## ABOUT THIS EXERCISE
Would you repeat each line below precisely as it stands?

** Opening TASK MATERIAL block **

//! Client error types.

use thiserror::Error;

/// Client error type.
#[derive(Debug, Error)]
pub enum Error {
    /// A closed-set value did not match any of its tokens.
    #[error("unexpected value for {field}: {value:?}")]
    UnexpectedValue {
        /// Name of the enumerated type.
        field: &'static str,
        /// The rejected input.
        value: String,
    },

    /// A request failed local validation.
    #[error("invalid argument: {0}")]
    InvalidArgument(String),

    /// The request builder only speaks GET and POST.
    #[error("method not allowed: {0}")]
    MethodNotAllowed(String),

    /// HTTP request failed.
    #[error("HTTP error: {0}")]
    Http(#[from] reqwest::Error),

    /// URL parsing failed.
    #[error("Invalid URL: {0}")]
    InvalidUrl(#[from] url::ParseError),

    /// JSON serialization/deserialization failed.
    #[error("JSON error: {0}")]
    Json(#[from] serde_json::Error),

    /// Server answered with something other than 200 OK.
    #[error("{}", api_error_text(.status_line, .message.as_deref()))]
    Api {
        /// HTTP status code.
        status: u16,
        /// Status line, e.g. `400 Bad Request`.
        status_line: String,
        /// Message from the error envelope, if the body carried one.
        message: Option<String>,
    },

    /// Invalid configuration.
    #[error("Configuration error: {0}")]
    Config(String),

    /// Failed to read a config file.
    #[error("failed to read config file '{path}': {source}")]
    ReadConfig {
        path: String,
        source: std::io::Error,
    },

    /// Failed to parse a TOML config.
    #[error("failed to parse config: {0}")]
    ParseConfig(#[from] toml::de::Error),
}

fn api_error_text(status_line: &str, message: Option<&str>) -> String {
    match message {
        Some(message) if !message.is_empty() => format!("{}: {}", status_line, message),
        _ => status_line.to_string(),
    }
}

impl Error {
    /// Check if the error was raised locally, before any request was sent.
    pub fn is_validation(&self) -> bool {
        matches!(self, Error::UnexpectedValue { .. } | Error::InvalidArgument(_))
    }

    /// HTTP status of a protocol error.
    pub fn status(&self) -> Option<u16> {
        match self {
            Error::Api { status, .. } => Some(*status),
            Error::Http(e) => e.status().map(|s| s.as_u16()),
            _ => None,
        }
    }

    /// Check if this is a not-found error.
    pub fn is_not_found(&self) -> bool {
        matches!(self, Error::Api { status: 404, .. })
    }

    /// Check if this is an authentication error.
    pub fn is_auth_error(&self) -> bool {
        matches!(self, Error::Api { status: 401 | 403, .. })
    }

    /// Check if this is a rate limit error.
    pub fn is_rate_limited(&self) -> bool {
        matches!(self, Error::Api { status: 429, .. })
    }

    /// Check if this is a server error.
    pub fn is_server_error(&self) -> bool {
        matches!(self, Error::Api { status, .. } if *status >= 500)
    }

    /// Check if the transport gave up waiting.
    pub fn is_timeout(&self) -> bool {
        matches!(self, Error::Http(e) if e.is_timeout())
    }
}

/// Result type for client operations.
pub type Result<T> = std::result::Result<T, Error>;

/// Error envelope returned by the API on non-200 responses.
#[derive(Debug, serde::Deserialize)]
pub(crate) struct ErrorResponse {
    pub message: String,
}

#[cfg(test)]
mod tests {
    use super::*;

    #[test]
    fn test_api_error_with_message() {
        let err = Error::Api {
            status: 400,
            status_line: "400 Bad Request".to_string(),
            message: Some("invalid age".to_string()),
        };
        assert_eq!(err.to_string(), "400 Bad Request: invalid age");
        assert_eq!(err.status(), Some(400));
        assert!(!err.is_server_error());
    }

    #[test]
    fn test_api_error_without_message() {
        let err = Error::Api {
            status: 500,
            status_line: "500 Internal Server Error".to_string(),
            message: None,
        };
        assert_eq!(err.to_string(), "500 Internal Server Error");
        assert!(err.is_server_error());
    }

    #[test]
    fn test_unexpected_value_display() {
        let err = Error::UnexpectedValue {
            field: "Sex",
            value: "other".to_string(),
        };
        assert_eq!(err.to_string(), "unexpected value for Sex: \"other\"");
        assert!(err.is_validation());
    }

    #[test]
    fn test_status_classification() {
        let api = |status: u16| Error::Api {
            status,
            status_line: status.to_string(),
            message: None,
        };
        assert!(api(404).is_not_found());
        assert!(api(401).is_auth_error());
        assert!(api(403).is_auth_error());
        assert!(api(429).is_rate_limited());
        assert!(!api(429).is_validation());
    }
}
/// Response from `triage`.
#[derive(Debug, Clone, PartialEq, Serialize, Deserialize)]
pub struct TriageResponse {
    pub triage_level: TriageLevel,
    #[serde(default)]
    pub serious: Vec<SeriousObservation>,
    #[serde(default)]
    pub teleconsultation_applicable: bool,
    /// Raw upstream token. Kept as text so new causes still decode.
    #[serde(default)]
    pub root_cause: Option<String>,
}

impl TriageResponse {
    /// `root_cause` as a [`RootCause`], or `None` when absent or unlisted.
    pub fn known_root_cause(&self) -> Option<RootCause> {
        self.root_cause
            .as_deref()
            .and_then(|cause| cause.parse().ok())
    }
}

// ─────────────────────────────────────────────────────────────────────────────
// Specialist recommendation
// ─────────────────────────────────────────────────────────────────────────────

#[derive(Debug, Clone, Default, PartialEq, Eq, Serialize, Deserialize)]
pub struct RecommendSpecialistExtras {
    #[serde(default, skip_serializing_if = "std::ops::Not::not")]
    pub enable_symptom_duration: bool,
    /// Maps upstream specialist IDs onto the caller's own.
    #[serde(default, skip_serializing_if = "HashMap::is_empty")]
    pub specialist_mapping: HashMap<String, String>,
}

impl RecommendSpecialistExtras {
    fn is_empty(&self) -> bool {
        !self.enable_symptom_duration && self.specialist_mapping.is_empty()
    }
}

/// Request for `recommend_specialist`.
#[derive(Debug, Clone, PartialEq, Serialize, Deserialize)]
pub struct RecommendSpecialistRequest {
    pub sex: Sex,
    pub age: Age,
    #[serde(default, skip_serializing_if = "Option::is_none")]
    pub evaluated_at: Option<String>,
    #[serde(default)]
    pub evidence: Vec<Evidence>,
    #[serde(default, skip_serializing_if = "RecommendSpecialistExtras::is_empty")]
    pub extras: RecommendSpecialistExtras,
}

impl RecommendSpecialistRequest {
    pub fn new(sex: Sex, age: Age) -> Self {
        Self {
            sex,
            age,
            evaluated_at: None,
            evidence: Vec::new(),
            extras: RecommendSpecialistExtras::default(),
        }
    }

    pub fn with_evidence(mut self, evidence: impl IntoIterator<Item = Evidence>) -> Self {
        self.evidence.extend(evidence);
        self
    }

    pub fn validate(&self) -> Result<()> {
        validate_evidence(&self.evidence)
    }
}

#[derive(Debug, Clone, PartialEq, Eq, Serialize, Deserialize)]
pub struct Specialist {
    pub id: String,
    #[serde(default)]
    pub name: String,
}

** Closing TASK MATERIAL block **

## EXERCISE OUTPUT
//! Client error types.

use thiserror::Error;

/// Client error type.
#[derive(Debug, Error)]
pub enum Error {
    /// A closed-set value did not match any of its tokens.
    #[error("unexpected value for {field}: {value:?}")]
    UnexpectedValue {
        /// Name of the enumerated type.
        field: &'static str,
        /// The rejected input.
        value: String,
    },

    /// A request failed local validation.
    #[error("invalid argument: {0}")]
    InvalidArgument(String),

    /// The request builder only speaks GET and POST.
    #[error("method not allowed: {0}")]
    MethodNotAllowed(String),

    /// HTTP request failed.
    #[error("HTTP error: {0}")]
    Http(#[from] reqwest::Error),

    /// URL parsing failed.
    #[error("Invalid URL: {0}")]
    InvalidUrl(#[from] url::ParseError),

    /// JSON serialization/deserialization failed.
    #[error("JSON error: {0}")]
    Json(#[from] serde_json::Error),

    /// Server answered with something other than 200 OK.
    #[error("{}", api_error_text(.status_line, .message.as_deref()))]
    Api {
        /// HTTP status code.
        status: u16,
        /// Status line, e.g. `400 Bad Request`.
        status_line: String,
        /// Message from the error envelope, if the body carried one.
        message: Option<String>,
    },

    /// Invalid configuration.
    #[error("Configuration error: {0}")]
    Config(String),

    /// Failed to read a config file.
    #[error("failed to read config file '{path}': {source}")]
    ReadConfig {
        path: String,
        source: std::io::Error,
    },

    /// Failed to parse a TOML config.
    #[error("failed to parse config: {0}")]
    ParseConfig(#[from] toml::de::Error),
}

fn api_error_text(status_line: &str, message: Option<&str>) -> String {
    match message {
        Some(message) if !message.is_empty() => format!("{}: {}", status_line, message),
        _ => status_line.to_string(),
    }
}

impl Error {
    /// Check if the error was raised locally, before any request was sent.
    pub fn is_validation(&self) -> bool {
        matches!(self, Error::UnexpectedValue { .. } | Error::InvalidArgument(_))
    }

    /// HTTP status of a protocol error.
    pub fn status(&self) -> Option<u16> {
        match self {
            Error::Api { status, .. } => Some(*status),
            Error::Http(e) => e.status().map(|s| s.as_u16()),
            _ => None,
        }
    }

    /// Check if this is a not-found error.
    pub fn is_not_found(&self) -> bool {
        matches!(self, Error::Api { status: 404, .. })
    }

    /// Check if this is an authentication error.
    pub fn is_auth_error(&self) -> bool {
        matches!(self, Error::Api { status: 401 | 403, .. })
    }

    /// Check if this is a rate limit error.
    pub fn is_rate_limited(&self) -> bool {
        matches!(self, Error::Api { status: 429, .. })
    }

    /// Check if this is a server error.
    pub fn is_server_error(&self) -> bool {
        matches!(self, Error::Api { status, .. } if *status >= 500)
    }

    /// Check if the transport gave up waiting.
    pub fn is_timeout(&self) -> bool {
        matches!(self, Error::Http(e) if e.is_timeout())
    }
}

/// Result type for client operations.
pub type Result<T> = std::result::Result<T, Error>;

/// Error envelope returned by the API on non-200 responses.
#[derive(Debug, serde::Deserialize)]
pub(crate) struct ErrorResponse {
    pub message: String,
}

#[cfg(test)]
mod tests {
    use super::*;

    #[test]
    fn test_api_error_with_message() {
        let err = Error::Api {
            status: 400,
            status_line: "400 Bad Request".to_string(),
            message: Some("invalid age".to_string()),
        };
        assert_eq!(err.to_string(), "400 Bad Request: invalid age");
        assert_eq!(err.status(), Some(400));
        assert!(!err.is_server_error());
    }

    #[test]
    fn test_api_error_without_message() {
        let err = Error::Api {
            status: 500,
            status_line: "500 Internal Server Error".to_string(),
            message: None,
        };
        assert_eq!(err.to_string(), "500 Internal Server Error");
        assert!(err.is_server_error());
    }

    #[test]
    fn test_unexpected_value_display() {
        let err = Error::UnexpectedValue {
            field: "Sex",
            value: "other".to_string(),
        };
        assert_eq!(err.to_string(), "unexpected value for Sex: \"other\"");
        assert!(err.is_validation());
    }

    #[test]
    fn test_status_classification() {
        let api = |status: u16| Error::Api {
            status,
            status_line: status.to_string(),
            message: None,
        };
        assert!(api(404).is_not_found());
        assert!(api(401).is_auth_error());
        assert!(api(403).is_auth_error());
        assert!(api(429).is_rate_limited());
        assert!(!api(429).is_validation());
    }
}
/// Response from `triage`.
#[derive(Debug, Clone, PartialEq, Serialize, Deserialize)]
pub struct TriageResponse {
    pub triage_level: TriageLevel,
    #[serde(default)]
    pub serious: Vec<SeriousObservation>,
    #[serde(default)]
    pub teleconsultation_applicable: bool,
    /// Raw upstream token. Kept as text so new causes still decode.
    #[serde(default)]
    pub root_cause: Option<String>,
}

impl TriageResponse {
    /// `root_cause` as a [`RootCause`], or `None` when absent or unlisted.
    pub fn known_root_cause(&self) -> Option<RootCause> {
        self.root_cause
            .as_deref()
            .and_then(|cause| cause.parse().ok())
    }
}

// ─────────────────────────────────────────────────────────────────────────────
// Specialist recommendation
// ─────────────────────────────────────────────────────────────────────────────

#[derive(Debug, Clone, Default, PartialEq, Eq, Serialize, Deserialize)]
pub struct RecommendSpecialistExtras {
    #[serde(default, skip_serializing_if = "std::ops::Not::not")]
    pub enable_symptom_duration: bool,
    /// Maps upstream specialist IDs onto the caller's own.
    #[serde(default, skip_serializing_if = "HashMap::is_empty")]
    pub specialist_mapping: HashMap<String, String>,
}

impl RecommendSpecialistExtras {
    fn is_empty(&self) -> bool {
        !self.enable_symptom_duration && self.specialist_mapping.is_empty()
    }
}

/// Request for `recommend_specialist`.
#[derive(Debug, Clone, PartialEq, Serialize, Deserialize)]
pub struct RecommendSpecialistRequest {
    pub sex: Sex,
    pub age: Age,
    #[serde(default, skip_serializing_if = "Option::is_none")]
    pub evaluated_at: Option<String>,
    #[serde(default)]
    pub evidence: Vec<Evidence>,
    #[serde(default, skip_serializing_if = "RecommendSpecialistExtras::is_empty")]
    pub extras: RecommendSpecialistExtras,
}

impl RecommendSpecialistRequest {
    pub fn new(sex: Sex, age: Age) -> Self {
        Self {
            sex,
            age,
            evaluated_at: None,
            evidence: Vec::new(),
            extras: RecommendSpecialistExtras::default(),
        }
    }

    pub fn with_evidence(mut self, evidence: impl IntoIterator<Item = Evidence>) -> Self {
        self.evidence.extend(evidence);
        self
    }

    pub fn validate(&self) -> Result<()> {
        validate_evidence(&self.evidence)
    }
}

#[derive(Debug, Clone, PartialEq, Eq, Serialize, Deserialize)]
pub struct Specialist {
    pub id: String,
    #[serde(default)]
    pub name: String,
}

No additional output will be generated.